Putting On A Face
Confucius, the famous Chinese philosopher, once said: “He who speaks without modesty will find it difficult to make his words good.” Three academics – Kenny Phua, who recently graduated with a PhD in Finance from Nanyang Business School in Singapore, Mandy Tham and Chisen Wei, both assistant professors of Finance at the Singapore Management University – beg to disagree. In a recent article, published in the Harvard Business Review, they suggest that leaders who are overconfident perform better than those who are not. Could this be true in a country like South Africa where modesty is seen as a virtue?
Unrealistic or indispensable skill?
How do we define overconfidence? Jason Sandler, a Cape Town-based professional speaker and corporate trainer, says that it is a state of being “so confident in your abilities or decisions that you go ahead with them without any thought and consideration to the possibility of failure.”
For Kerstin Jatho, an organisational behaviour specialist and executive coach at 4Seeds, a Johannesburg-based consultancy, overconfidence is “when the self-evaluation of your competencies succumbs to a cognitive bias and is overstated.” This leads to a belief that “we are better than we actually are.”
Overconfidence, then, has negative connotations. But Phua, Tham and Chisen conclude that overconfident CEOs tend to have the ability to develop better and long-lasting relationships with major suppliers. They give the example of the late Steve Jobs, Apple CEO, who showed confidence in his unrealistic timelines to the effect that others working with him were able to buy into his vision. They argue that this shows that there is a positive side to overconfidence as it can “increase the commitment of other people to your venture.” Asked how corporate SA would respond to the argument that overconfident people make better leaders, Jatho implies that leaders in SA would rather be modest and “demonstrate high integrity (opting) to do the right thing for the greater good of society”. She believes that leaders in South Africa understand the importance of surrounding themselves with a “strong executive team that can hold a leader accountable when they become overconfident”.
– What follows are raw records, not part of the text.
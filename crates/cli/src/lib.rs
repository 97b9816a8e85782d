use std::fs;
use std::io::{BufReader, Read};
use std::path::Path;

use anyhow::{Context, Result};
use sha2::{Digest, Sha256};

use tagger_core::params::GeometryParams;

/// Load geometry parameter overrides from a JSON file.
///
/// The file only needs to contain the fields being overridden; everything
/// else keeps its as-built default.
pub fn load_params(path: &Path) -> Result<GeometryParams> {
    let json = fs::read_to_string(path)
        .with_context(|| format!("Failed to read parameter file: {}", path.display()))?;
    let params: GeometryParams = serde_json::from_str(&json)
        .with_context(|| format!("Failed to parse parameter file: {}", path.display()))?;
    params
        .validate()
        .with_context(|| format!("Invalid parameter file: {}", path.display()))?;
    Ok(params)
}

/// Compute the SHA-256 hash of a file and return it as a hex string.
pub fn sha256_file(path: &Path) -> Result<String> {
    let file = fs::File::open(path)
        .with_context(|| format!("Failed to open file for hashing: {}", path.display()))?;
    let mut reader = BufReader::new(file);
    let mut hasher = Sha256::new();
    let mut buf = [0u8; 8192];

    loop {
        let n = reader
            .read(&mut buf)
            .with_context(|| format!("Failed to read file for hashing: {}", path.display()))?;
        if n == 0 {
            break;
        }
        hasher.update(&buf[..n]);
    }

    let digest = hasher.finalize();
    Ok(format!("{:x}", digest))
}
Sandler claims that leaders can still be overconfident as long as they understand that “overconfidence is arrogance if the person is not a team player; if you’re a team player then the higher level of confidence is based on a group dynamic and not one person pushing a belief”.
Walking a fine line
Jatho says that there is evidence that “overconfident leaders produced greater shareholder returns than lesser confident leaders”, but such conclusions need to be taken with care as the line between being overconfident and being arrogant is a thin one.
Once an individual crosses that line they begin to be unable to “realistically self-reflect and analyse one’s competencies versus one’s actual performance. The consequences are that one misjudges one’s values resulting in making poor choices or engaging in risky decisions, says Jatho.
While the boastful attitude may go well in the short-term, in the long-term this attitude is not only unsustainable, but can produce detrimental results both for the overconfident individual and others.